INSTRUCTIONS TO FOLLOW
Below are some records; write them all out again exactly.

PROVIDED DATA
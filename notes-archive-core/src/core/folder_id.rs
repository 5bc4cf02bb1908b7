//! Folder identifiers: two well-known sentinel folders plus generated UUIDs.

use crate::core::error::{ArchiveError, Result};
use serde::de::{Deserializer, Error as DeError};
use serde::ser::Serializer;
use serde::{Deserialize, Serialize};
use std::fmt;
use std::str::FromStr;
use uuid::Uuid;

/// Wire form of [`FolderIdentifier::Default`].
pub const DEFAULT_FOLDER_SENTINEL: &str = "DefaultFolder-CloudKit";

/// Wire form of [`FolderIdentifier::QuickNotes`].
pub const QUICK_NOTES_SENTINEL: &str = "SystemPaper-CloudKit";

/// Identifies a folder within an archive.
#[derive(Debug, Clone, Copy, PartialEq, Eq, Hash)]
pub enum FolderIdentifier {
    /// The account's default "Notes" folder.
    Default,
    /// The system Quick Notes folder.
    QuickNotes,
    /// Any user-created folder.
    Custom(Uuid),
}

impl FolderIdentifier {
    /// A fresh custom identifier.
    pub fn generate() -> Self {
        Self::Custom(Uuid::new_v4())
    }
}

impl Default for FolderIdentifier {
    fn default() -> Self {
        Self::generate()
    }
}

/// Sentinels are matched before UUID parsing, exactly and case-sensitively.
impl FromStr for FolderIdentifier {
    type Err = ArchiveError;

    fn from_str(raw: &str) -> Result<Self> {
        match raw {
            DEFAULT_FOLDER_SENTINEL => Ok(Self::Default),
            QUICK_NOTES_SENTINEL => Ok(Self::QuickNotes),
            _ => Uuid::parse_str(raw)
                .map(Self::Custom)
                .map_err(|_| ArchiveError::InvalidFolderIdentifier(raw.to_string())),
        }
    }
}

impl fmt::Display for FolderIdentifier {
    fn fmt(&self, f: &mut fmt::Formatter<'_>) -> fmt::Result {
        match self {
            Self::Default => f.write_str(DEFAULT_FOLDER_SENTINEL),
            Self::QuickNotes => f.write_str(QUICK_NOTES_SENTINEL),
            Self::Custom(uuid) => {
                f.write_str(uuid.hyphenated().encode_upper(&mut Uuid::encode_buffer()))
            }
        }
    }
}

impl Serialize for FolderIdentifier {
    fn serialize<S>(&self, serializer: S) -> std::result::Result<S::Ok, S::Error>
    where
        S: Serializer,
    {
        serializer.collect_str(self)
    }
}

impl<'de> Deserialize<'de> for FolderIdentifier {
    fn deserialize<D>(deserializer: D) -> std::result::Result<Self, D::Error>
    where
        D: Deserializer<'de>,
    {
        let raw = String::deserialize(deserializer)?;
        raw.parse().map_err(D::Error::custom)
    }
}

TASK RESULT
filename notes-archive-core/src/core/folder_id.rs
repository 5bc4cf02bb1908b7
//! Folder identifiers: two well-known sentinel folders plus generated UUIDs.

use crate::core::error::{ArchiveError, Result};
use serde::de::{Deserializer, Error as DeError};
use serde::ser::Serializer;
use serde::{Deserialize, Serialize};
use std::fmt;
use std::str::FromStr;
use uuid::Uuid;

/// Wire form of [`FolderIdentifier::Default`].
pub const DEFAULT_FOLDER_SENTINEL: &str = "DefaultFolder-CloudKit";

/// Wire form of [`FolderIdentifier::QuickNotes`].
pub const QUICK_NOTES_SENTINEL: &str = "SystemPaper-CloudKit";

/// Identifies a folder within an archive.
#[derive(Debug, Clone, Copy, PartialEq, Eq, Hash)]
pub enum FolderIdentifier {
    /// The account's default "Notes" folder.
    Default,
    /// The system Quick Notes folder.
    QuickNotes,
    /// Any user-created folder.
    Custom(Uuid),
}

impl FolderIdentifier {
    /// A fresh custom identifier.
    pub fn generate() -> Self {
        Self::Custom(Uuid::new_v4())
    }
}

impl Default for FolderIdentifier {
    fn default() -> Self {
        Self::generate()
    }
}

/// Sentinels are matched before UUID parsing, exactly and case-sensitively.
impl FromStr for FolderIdentifier {
    type Err = ArchiveError;

    fn from_str(raw: &str) -> Result<Self> {
        match raw {
            DEFAULT_FOLDER_SENTINEL => Ok(Self::Default),
            QUICK_NOTES_SENTINEL => Ok(Self::QuickNotes),
            _ => Uuid::parse_str(raw)
                .map(Self::Custom)
                .map_err(|_| ArchiveError::InvalidFolderIdentifier(raw.to_string())),
        }
    }
}

impl fmt::Display for FolderIdentifier {
    fn fmt(&self, f: &mut fmt::Formatter<'_>) -> fmt::Result {
        match self {
            Self::Default => f.write_str(DEFAULT_FOLDER_SENTINEL),
            Self::QuickNotes => f.write_str(QUICK_NOTES_SENTINEL),
            Self::Custom(uuid) => {
                f.write_str(uuid.hyphenated().encode_upper(&mut Uuid::encode_buffer()))
            }
        }
    }
}

impl Serialize for FolderIdentifier {
    fn serialize<S>(&self, serializer: S) -> std::result::Result<S::Ok, S::Error>
    where
        S: Serializer,
    {
        serializer.collect_str(self)
    }
}

impl<'de> Deserialize<'de> for FolderIdentifier {
    fn deserialize<D>(deserializer: D) -> std::result::Result<Self, D::Error>
    where
        D: Deserializer<'de>,
    {
        let raw = String::deserialize(deserializer)?;
        raw.parse().map_err(D::Error::custom)
    }
}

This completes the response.